Alumni Recognized for Commitment to Rural Medicine

June 3, 2024
Selkirk College RPM Program alumni Dr. Svetlana Hadikin stands outside the hospital.

Rural Pre-Medicine (RPM) Program alumni Dr. Svetlana Hadikin is being recognized for her inherent commitment to creating a stronger healthcare system outside urban centres.

At the Rural Coordination Centre of British Columbia’s annual conference in May, Hadikin was honoured with a 2024 Rural Health Award. Selected as the recipient of the inaugural Resident Leadership Award due to her sustained interest in rural and remote medicine in BC, the graduate of Selkirk College’s innovative three-year RPM Program is currently a second-year family medicine resident working in Fruitvale. 

“My goal has always been to contribute to alleviating a gap that is ever-present and does not seem to be shrinking, despite the best efforts of many dedicated rural family doctors,” says Hadikin.

Growing up in Castlegar, Hadikin entered the RPM Program in September 2015 straight out of Stanley Humphries Secondary. After graduating from the three-year program in 2018, she was one of the first Selkirk College students to enter the University of British Columbia’s Faculty of Medicine. 

Passion Fuels Drive for Improvement

The RPM Program admitted its first cohort of students in September 2014 in a bold initiative launched in partnership with the Joint Standing Committee on Rural Issues. The goal was to design an undergraduate program in a rural setting for historically underrepresented students with strategic supports in place to increase the number of learners who move along the pathway to future careers in health.

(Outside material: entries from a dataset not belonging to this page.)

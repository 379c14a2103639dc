//! Probing diagnostic endpoints.
//!
//! A probe expands a test's path template with one target, calls the
//! service and decodes its `{"Result": bool, "Note": string}` verdict.

use std::time::Duration;

use async_trait::async_trait;
use serde::Deserialize;
use thiserror::Error;
use tracing::debug;

/// Errors that can occur while probing a target.
#[derive(Debug, Error)]
pub enum ProbeError {
    #[error("path template '{0}' must contain exactly one %s")]
    InvalidTemplate(String),

    #[error("HTTP error: {0}")]
    Http(#[from] reqwest::Error),

    #[error("HTTP {status} from {url}")]
    Status { url: String, status: u16 },

    #[error("malformed response: {0}")]
    Decode(#[from] serde_json::Error),
}

/// Verdict returned by a service for one target.
#[derive(Debug, Clone, PartialEq, Eq, Deserialize)]
#[serde(rename_all = "PascalCase")]
pub struct ProbeOutcome {
    #[serde(alias = "result")]
    pub result: bool,

    #[serde(default, alias = "note")]
    pub note: String,
}

impl ProbeOutcome {
    pub fn new(result: bool, note: impl Into<String>) -> Self {
        Self {
            result,
            note: note.into(),
        }
    }
}

/// Capability to run one integrity check.
#[async_trait]
pub trait Prober: Send + Sync {
    /// Check `target` against the test at `path_template`.
    async fn probe(&self, path_template: &str, target: &str) -> Result<ProbeOutcome, ProbeError>;
}

/// Substitute `target` into the single `%s` slot of `template`.
pub fn expand_path(template: &str, target: &str) -> Result<String, ProbeError> {
    if template.matches("%s").count() != 1 {
        return Err(ProbeError::InvalidTemplate(template.to_string()));
    }
    Ok(template.replacen("%s", target, 1))
}

/// Probes services over HTTP GET.
#[derive(Clone)]
pub struct HttpProber {
    inner: reqwest::Client,
}

impl HttpProber {
    /// Create a prober whose requests give up after `timeout`.
    pub fn new(timeout: Duration) -> Result<Self, ProbeError> {
        let inner = reqwest::Client::builder().timeout(timeout).build()?;
        Ok(Self { inner })
    }
}

#[async_trait]
impl Prober for HttpProber {
    async fn probe(&self, path_template: &str, target: &str) -> Result<ProbeOutcome, ProbeError> {
        let url = expand_path(path_template, target)?;
        debug!(url = %url, "GET request");

        let response = self.inner.get(&url).send().await?;
        let status = response.status();
        if !status.is_success() {
            return Err(ProbeError::Status {
                url,
                status: status.as_u16(),
            });
        }

        let body = response.text().await?;
        Ok(serde_json::from_str(&body)?)
    }
}
//! Completion state of a report.

use serde::{Deserialize, Serialize};

/// How aggregation of a report ended.
#[derive(Debug, Clone, Copy, Default, PartialEq, Eq, Hash, Serialize, Deserialize)]
#[serde(rename_all = "SCREAMING_SNAKE_CASE")]
pub enum Completion {
    /// Aggregation still in progress.
    #[default]
    Pending,
    /// Every expected result arrived.
    Complete,
    /// The result sink closed before every expected result arrived.
    Truncated,
    /// The aggregation deadline elapsed first.
    TimedOut,
}

impl Completion {
    /// Returns true if the report is missing results.
    pub fn is_partial(&self) -> bool {
        matches!(self, Self::Truncated | Self::TimedOut)
    }
}
//! Fan-in of one task's results into its report.

use std::time::Duration;

use integrity_core::{Completion, CoreError, InvocationId, Report, TestResult};
use thiserror::Error;
use tokio::sync::mpsc;
use tracing::{error, info, warn};

use crate::dispatcher::Dispatched;

/// Aggregation errors. Both mean the count-based termination cannot be trusted.
#[derive(Debug, Error)]
pub enum AggregateError {
    #[error("invariant violated: {0}")]
    ForeignResult(#[from] CoreError),

    #[error("invariant violated: task {task_id} received more than {expected} results")]
    Surplus {
        task_id: InvocationId,
        expected: usize,
    },
}

/// Collect results until the expected count arrives, the sink closes or
/// `deadline` elapses, whichever comes first.
///
/// A closed sink yields a `Truncated` report and an elapsed deadline a
/// `TimedOut` one; both carry whatever arrived before.
pub async fn aggregate(
    dispatched: Dispatched,
    deadline: Option<Duration>,
) -> Result<Report, AggregateError> {
    let Dispatched {
        task_id,
        definition_id,
        mut sink,
        expected,
    } = dispatched;

    let mut report = Report::new(task_id, definition_id, expected);

    let collected = match deadline {
        Some(limit) => {
            match tokio::time::timeout(limit, collect(&mut report, &mut sink)).await {
                Ok(collected) => collected,
                Err(_) => Ok(Completion::TimedOut),
            }
        }
        None => collect(&mut report, &mut sink).await,
    };

    sink.close();
    let completion = match collected {
        Ok(completion) => completion,
        Err(e) => {
            error!(task_id = %task_id, error = %e, "Foreign result in task sink");
            return Err(e.into());
        }
    };

    if completion == Completion::Complete && sink.try_recv().is_ok() {
        error!(task_id = %task_id, expected, "Surplus result in task sink");
        return Err(AggregateError::Surplus { task_id, expected });
    }

    report.finish(completion);

    match completion {
        Completion::Complete => {
            info!(
                task_id = %task_id,
                results = report.received(),
                passed = report.passed(),
                failed = report.failed(),
                "Task complete"
            );
        }
        _ => {
            warn!(
                task_id = %task_id,
                received = report.received(),
                expected,
                completion = ?completion,
                "Task report is partial"
            );
        }
    }

    Ok(report)
}

async fn collect(
    report: &mut Report,
    sink: &mut mpsc::Receiver<TestResult>,
) -> Result<Completion, CoreError> {
    while !report.is_full() {
        match sink.recv().await {
            Some(result) => report.record(result)?,
            None => return Ok(Completion::Truncated),
        }
    }
    Ok(Completion::Complete)
}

A decade later, former RPM students are completing medical residencies and beginning practice in allied health professions.

Selkirk College RPM Program alumni Dr. Svetlana Hadikin with award winners at RCCBC Conference
Rural Coordination Centre of British Columbia’s Dr. Stuart Johnston (far left) and Leslie Carty (back far right) award the 2024 BC Rural Health Award recipients (back row from left to right): Darcy Dober, Charleigh Rudy, Dr. Magda Du Plessis, (front row) Mike Sudnik (on behalf of the community of Dawson Creek), Dr. Svetlana Hadikin and Dr. Robin Routledge.

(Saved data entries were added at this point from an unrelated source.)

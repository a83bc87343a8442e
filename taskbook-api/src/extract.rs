/// Request extractors and field validation
///
/// Wraps axum's `Json` and `Path` extractors so that their rejections come
/// back in the API's error format (400 with `{error, code}`) instead of
/// axum's plain-text defaults, and provides the helpers handlers use to turn
/// loosely-typed JSON fields into checked values.
///
/// Request bodies are taken as a [`JsonObject`] and read field by field, so
/// that a missing field, a `null`, an empty string and a wrong type can each
/// be reported precisely.

use crate::error::ApiError;
use axum::extract::{FromRequest, FromRequestParts};
use serde_json::Value;

/// JSON body extractor with API-formatted rejections
#[derive(Debug, FromRequest)]
#[from_request(via(axum::Json), rejection(ApiError))]
pub struct JsonBody<T>(pub T);

/// Path parameter extractor with API-formatted rejections
#[derive(Debug, FromRequestParts)]
#[from_request(via(axum::extract::Path), rejection(ApiError))]
pub struct IdPath<T>(pub T);

/// A request body that must be a JSON object
pub type JsonObject = serde_json::Map<String, Value>;

/// Error for one or more required fields that were not supplied
///
/// Produces "The field title is required" or
/// "The fields title and user_id are required".
pub fn missing_fields(fields: &[&str]) -> ApiError {
    match fields {
        [] => ApiError::BadRequest("Request body is empty".to_string()),
        [field] => ApiError::BadRequest(format!("The field {} is required", field)),
        [init @ .., last] => ApiError::BadRequest(format!(
            "The fields {} and {} are required",
            init.join(", "),
            last
        )),
    }
}

/// Reads a text field
///
/// Returns `Ok(None)` when the field is absent, `null` or empty, and an error
/// when it holds anything other than a string.
pub fn text_field(field: &str, value: Option<Value>) -> Result<Option<String>, ApiError> {
    match value {
        None | Some(Value::Null) => Ok(None),
        Some(Value::String(s)) if s.is_empty() => Ok(None),
        Some(Value::String(s)) => Ok(Some(s)),
        Some(_) => Err(ApiError::BadRequest(format!(
            "The field {} must be a string",
            field
        ))),
    }
}

/// Reads an owner reference
///
/// Any "no owner" signal (absent, `null`, `0`, `false`, `""`) yields
/// `Ok(None)`; a non-integer value is an error.
pub fn owner_field(field: &str, value: Option<Value>) -> Result<Option<i64>, ApiError> {
    let invalid = || ApiError::BadRequest(format!("The field {} must be an integer", field));

    match value {
        None | Some(Value::Null) | Some(Value::Bool(false)) => Ok(None),
        Some(Value::String(s)) if s.is_empty() => Ok(None),
        Some(Value::Number(n)) => match n.as_i64() {
            Some(0) => Ok(None),
            Some(id) => Ok(Some(id)),
            None => Err(invalid()),
        },
        Some(_) => Err(invalid()),
    }
}

/// Reads a required boolean field
pub fn bool_field(field: &str, value: Option<Value>) -> Result<bool, ApiError> {
    match value {
        None => Err(ApiError::BadRequest(format!("The field {} is required", field))),
        Some(Value::Bool(b)) => Ok(b),
        Some(_) => Err(ApiError::BadRequest(format!(
            "The field {} must be a boolean",
            field
        ))),
    }
}

#[cfg(test)]
mod tests {
    use super::*;
    use serde_json::json;

    fn message(err: ApiError) -> String {
        match err {
            ApiError::BadRequest(msg) => msg,
            other => panic!("expected bad request, got {other:?}"),
        }
    }

    #[test]
    fn test_missing_fields_message() {
        assert_eq!(message(missing_fields(&["title"])), "The field title is required");
        assert_eq!(
            message(missing_fields(&["name", "email"])),
            "The fields name and email are required"
        );
        assert_eq!(
            message(missing_fields(&["a", "b", "c"])),
            "The fields a, b and c are required"
        );
    }

    #[test]
    fn test_text_field() {
        assert_eq!(text_field("name", None).unwrap(), None);
        assert_eq!(text_field("name", Some(json!(null))).unwrap(), None);
        assert_eq!(text_field("name", Some(json!(""))).unwrap(), None);
        assert_eq!(
            text_field("name", Some(json!("Ana"))).unwrap(),
            Some("Ana".to_string())
        );
        assert!(text_field("name", Some(json!(42))).is_err());
    }

    #[test]
    fn test_owner_field_treats_falsy_as_missing() {
        for falsy in [json!(null), json!(0), json!(false), json!("")] {
            assert_eq!(owner_field("user_id", Some(falsy)).unwrap(), None);
        }
        assert_eq!(owner_field("user_id", None).unwrap(), None);
        assert_eq!(owner_field("user_id", Some(json!(7))).unwrap(), Some(7));
        assert_eq!(owner_field("user_id", Some(json!(-3))).unwrap(), Some(-3));
    }

    #[test]
    fn test_owner_field_rejects_non_integers() {
        assert!(owner_field("user_id", Some(json!("7"))).is_err());
        assert!(owner_field("user_id", Some(json!(1.5))).is_err());
        assert!(owner_field("user_id", Some(json!(true))).is_err());
        assert!(owner_field("user_id", Some(json!([1]))).is_err());
    }

    #[test]
    fn test_bool_field() {
        assert!(bool_field("is_completed", Some(json!(true))).unwrap());
        assert!(!bool_field("is_completed", Some(json!(false))).unwrap());
        assert!(bool_field("is_completed", None).is_err());
        assert!(bool_field("is_completed", Some(json!(null))).is_err());
        assert!(bool_field("is_completed", Some(json!("true"))).is_err());
        assert!(bool_field("is_completed", Some(json!(1))).is_err());
    }
}
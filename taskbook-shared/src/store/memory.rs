/// In-memory entity store
///
/// Keeps users and tasks in ordered maps behind a `tokio::sync::RwLock`.
/// Every write takes the write lock for its whole check-and-insert, so the
/// constraints hold under concurrent callers the same way the database
/// enforces them. Constraint errors carry the same names as the PostgreSQL
/// schema.

use super::{EntityStore, StoreError, StoreResult};
use crate::models::{
    task::{CreateTask, Task, OWNER_FOREIGN_KEY},
    user::{CreateUser, User, EMAIL_UNIQUE_CONSTRAINT},
};
use async_trait::async_trait;
use chrono::Utc;
use std::collections::BTreeMap;
use std::sync::Arc;
use tokio::sync::RwLock;

#[derive(Debug, Default)]
struct Tables {
    users: BTreeMap<i64, User>,
    tasks: BTreeMap<i64, Task>,
    last_user_id: i64,
    last_task_id: i64,
}

/// Entity store living entirely in process memory
///
/// Cloning shares the underlying tables. IDs start at 1 and are never reused.
#[derive(Debug, Clone, Default)]
pub struct MemoryStore {
    tables: Arc<RwLock<Tables>>,
}

impl MemoryStore {
    pub fn new() -> Self {
        Self::default()
    }
}

#[async_trait]
impl EntityStore for MemoryStore {
    fn backend(&self) -> &'static str {
        "memory"
    }

    async fn ping(&self) -> StoreResult<()> {
        Ok(())
    }

    async fn insert_user(&self, data: CreateUser) -> StoreResult<User> {
        let mut tables = self.tables.write().await;

        if tables.users.values().any(|u| u.email == data.email) {
            return Err(StoreError::UniqueViolation(
                EMAIL_UNIQUE_CONSTRAINT.to_string(),
            ));
        }

        tables.last_user_id += 1;
        let user = User {
            id: tables.last_user_id,
            name: data.name,
            email: data.email,
            created_at: Utc::now(),
        };
        tables.users.insert(user.id, user.clone());

        Ok(user)
    }

    async fn find_user(&self, id: i64) -> StoreResult<Option<User>> {
        Ok(self.tables.read().await.users.get(&id).cloned())
    }

    async fn find_user_by_email(&self, email: &str) -> StoreResult<Option<User>> {
        let tables = self.tables.read().await;
        Ok(tables.users.values().find(|u| u.email == email).cloned())
    }

    async fn list_users(&self) -> StoreResult<Vec<User>> {
        Ok(self.tables.read().await.users.values().cloned().collect())
    }

    async fn delete_user(&self, id: i64) -> StoreResult<bool> {
        let mut tables = self.tables.write().await;

        if tables.users.remove(&id).is_none() {
            return Ok(false);
        }
        tables.tasks.retain(|_, task| task.user_id != id);

        Ok(true)
    }

    async fn insert_task(&self, data: CreateTask) -> StoreResult<Task> {
        let mut tables = self.tables.write().await;

        if !tables.users.contains_key(&data.user_id) {
            return Err(StoreError::ForeignKeyViolation(
                OWNER_FOREIGN_KEY.to_string(),
            ));
        }

        tables.last_task_id += 1;
        let task = Task {
            id: tables.last_task_id,
            title: data.title,
            description: data.description,
            is_completed: false,
            user_id: data.user_id,
            created_at: Utc::now(),
        };
        tables.tasks.insert(task.id, task.clone());

        Ok(task)
    }

    async fn find_task(&self, id: i64) -> StoreResult<Option<Task>> {
        Ok(self.tables.read().await.tasks.get(&id).cloned())
    }

    async fn list_tasks_by_user(&self, user_id: i64) -> StoreResult<Vec<Task>> {
        let tables = self.tables.read().await;
        Ok(tables
            .tasks
            .values()
            .filter(|t| t.user_id == user_id)
            .cloned()
            .collect())
    }

    async fn set_task_completed(&self, id: i64, completed: bool) -> StoreResult<Option<Task>> {
        let mut tables = self.tables.write().await;

        Ok(tables.tasks.get_mut(&id).map(|task| {
            task.is_completed = completed;
            task.clone()
        }))
    }

    async fn delete_task(&self, id: i64) -> StoreResult<bool> {
        Ok(self.tables.write().await.tasks.remove(&id).is_some())
    }
}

“The further I got into my education, it made me want to do rural medicine even more,” she says. “Selkirk College set a very good foundation, it is designed very well with not only the sciences but the social sciences as well. Through medical school, a lot of the experiences that I had in clinics reinforced that I do not want to be in an urban centre. The practice in a rural area is a lot broader, where as in urban centres it felt more like a referral service. Getting to be in family medicine in rural centres, you get to dig into the problems yourself before referring them off.” 

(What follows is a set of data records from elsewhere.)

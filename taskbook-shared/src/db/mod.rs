/// Database layer for Taskbook
///
/// This module provides PostgreSQL connection pooling and the schema migrator.
///
/// # Modules
///
/// - `pool`: PostgreSQL connection pool management with health checks
/// - `migrations`: Embedded sqlx migrations (`taskbook-shared/migrations/`)
/// - Models are in the `models` module at crate root level
///
/// # Example
///
/// ```no_run
/// use taskbook_shared::db::pool::{create_pool, DatabaseConfig};
///
/// #[tokio::main]
/// async fn main() -> Result<(), Box<dyn std::error::Error>> {
///     let config = DatabaseConfig {
///         url: std::env::var("DATABASE_URL")?,
///         ..Default::default()
///     };
///
///     let pool = create_pool(config).await?;
///     Ok(())
/// }
/// ```

pub mod migrations;
pub mod pool;
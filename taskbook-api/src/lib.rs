//! # Taskbook API Server Library
//!
//! This library provides the HTTP layer of Taskbook: users and the tasks
//! they own, exposed as a JSON REST API.
//!
//! ## Modules
//!
//! - `app`: Application state and router builder
//! - `config`: Configuration management
//! - `error`: Error handling and HTTP response mapping
//! - `extract`: Request extractors and field checks
//! - `routes`: API route handlers

pub mod app;
pub mod config;
pub mod error;
pub mod extract;
pub mod routes;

Since 2007, the Rural Coordination Centre of British Columbia has been working to improve the health of rural people and communities in British Columbia with focus on building relationships to improve rural training opportunities for medical students and residents to bridge gaps in rural healthcare delivery. Led by rural doctors, the organization has grown into a network of hundreds of people—rural doctors and other healthcare providers, healthcare administrators, community members, policymakers, educators, researchers, and non-profit and business leaders.

Hadikin was nominated for the 2024 Resident Leadership Award by her colleague Dr. Rebecca Flynn.

“Svetlana and I have been in residency together for nearly two years and I have witnessed first-hand her passion for rural healthcare,” says Flynn. “She advocates for her patients, as well as for her rural resident colleagues on a regional and provincial level.”

One of the most appealing things about rural practice for Hadikin is how tirelessly rural physicians work to provide as much in-house care as possible for their patients, aiming to reduce barriers to accessing specialist care. To achieve this, they are always expanding their skillsets.

“I appreciate that the field is ever-changing and will constantly challenge me to learn and improve,” says Hadikin, who lives in Rossland. “As I near the final months of my family practice residency, I look forward to the years that will follow, pursuing a career that I am passionate about, surrounded by peers who also carry similar goals and values.”